A few former teammates (and old friends) were also out at the field on Saturday playing paintball and during a couple of breaks in our practice session I walked over to the players area for the rec ball fields. Both times the guys were on the field in the middle of what seemed like endless games. Both times I had to return to our field before they finished their game(s) and/or got eliminated. A number of the guys I used to play with who are still active have gone to playing predominantly pump paintball, rec & tourney. It's certainly more economical and it seems like pump may also be the current home of the inveterate tinker & customizer. Back when I started playing creating a unique marker was all the rage as there were lots of aftermarket parts makers while the truly enterprising no-lifers made their own parts. To look over the selection of markers the local pump crowd was playing with was almost like going back to the future without the Delorean or Doc Brown. (Thankfully no crazed Libyans wielding RPGs showed up either although they could make an appearance at Wayne Dollack's Grand Finale. You never know.) There was also a limited paint tournament event last Saturday that was of some interest. In watching some of the competition I was reminded of a bit of Faction propaganda and one statement in particular, "A slight adjustment to the rules would remove the advantage of shooting more paint and totally change the economics of tournament paintball." This particular version of the limited paint mantra is in the HydroTec thread over on the Nation. More on that shortly.
After we finished practice I hung around for a while to shoot the breeze. My friends and I walked over to check out the tournament. Turned out it was a 2-on-2 event on an approximately xball-sized field (with a few additional bunkers). The paint limit was 10 paintballs. Yeah, 10. It was a pump event. And, no, it wasn't restricted to stock class guns. More interesting was how the majority of games (points?) played out. With never more than four players on the field at a time and enough bunkers to hide half a scenario team and, dare I say, damn little paint flying around the set-up practically promised wide open, crazy action. Which never materialized. In fact 90% of the games used the same half dozen bunkers with the players one balling at each other until somebody was eliminated--at which point the remaining two player team would attempt to pinch out the single player. It was perhaps the most hilariously tedious tourney ball I've ever witnessed. I mention it because I find it instructive on a few levels and because it really was amazingly bizarro paintball. As a real world game played using Faction's limitation to the extreme it demonstrated that the controlling variable in any paintball game is the human one.

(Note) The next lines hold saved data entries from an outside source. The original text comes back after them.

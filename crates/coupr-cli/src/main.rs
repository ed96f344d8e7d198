//! CLI application for coupon field extraction.

mod commands;

use clap::{Parser, Subcommand};
use tracing::Level;
use tracing_subscriber::FmtSubscriber;

use commands::{batch, config, extract};

/// Coupon capture - Extract store, address, discount and expiry from coupon OCR text
#[derive(Parser)]
#[command(name = "coupr")]
#[command(author, version, about, long_about = None)]
struct Cli {
    /// Enable verbose output
    #[arg(short, long, action = clap::ArgAction::Count)]
    verbose: u8,

    /// Path to config file
    #[arg(short, long, global = true)]
    config: Option<String>,

    #[command(subcommand)]
    command: Commands,
}

#[derive(Subcommand)]
enum Commands {
    /// Extract fields from a single coupon
    Extract(extract::ExtractArgs),

    /// Extract fields from multiple coupons
    Batch(batch::BatchArgs),

    /// Manage configuration
    Config(config::ConfigArgs),
}

#[tokio::main]
async fn main() -> anyhow::Result<()> {
    let cli = Cli::parse();

    // Set up logging based on verbosity
    let level = match cli.verbose {
        0 => Level::WARN,
        1 => Level::INFO,
        2 => Level::DEBUG,
        _ => Level::TRACE,
    };

    // Logs go to stderr so JSON on stdout stays parseable
    let subscriber = FmtSubscriber::builder()
        .with_max_level(level)
        .with_target(false)
        .with_writer(std::io::stderr)
        .finish();

    tracing::subscriber::set_global_default(subscriber)?;

    match cli.command {
        Commands::Extract(args) => extract::run(args, cli.config.as_deref()).await,
        Commands::Batch(args) => batch::run(args, cli.config.as_deref()).await,
        Commands::Config(args) => config::run(args).await,
    }
}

Now it's time to take a closer look at Faction's statement. He is asserting a couple of things; that some measure of restricting paint use in tournament play will 'totally change the economics of tournament paintball' and be 'a slight adjustment.' He is also claiming that any disparity in the amount of paint shot between two competing teams amounts to some sort of unfair advantage and competition by wallet. For starters all tournament paintball is already limited paint; limited to the amount of paint each player carries to begin a game or point. What Faction is really advocating is restricted paint--and if it is actually going to have a real economic impact it will need to be a severe restriction. Really, a severe restriction? Let's say a D1 team shoots as much paint per point as my pro team does, around a case and a half. Is a full hopper and three pods per player a severe restriction? Not so much 'cus three pods and a hopper is the case and half they average shooting per point. Now if that's all they had would they likely end up shooting less? Probably, but would it be enough less to really matter? How much less do they have to shoot before it makes a big enough economic difference? Or let's put it another way. The same D1 team averages 7 points played per match (MAO was between 6.75 and 7.5 points per match in the prelims) and makes the cut so they play a total of 6 matches to place somewhere in the top 4. At a case and a half a point that's approx. 65 cases per event. With the three pod restriction let's say their usage drops to one case per point, or around 42. Compare that to the D1 coach who said in response to my recent suggestion the leagues stop revealing the event layouts that his team would likely shoot half as much practice paint or less. They currently shoot 200 cases in practice between events so by his calculation they would save 100 cases. Is it the tournaments teams can't afford because of the volume of paint or is it the preparation for tournaments?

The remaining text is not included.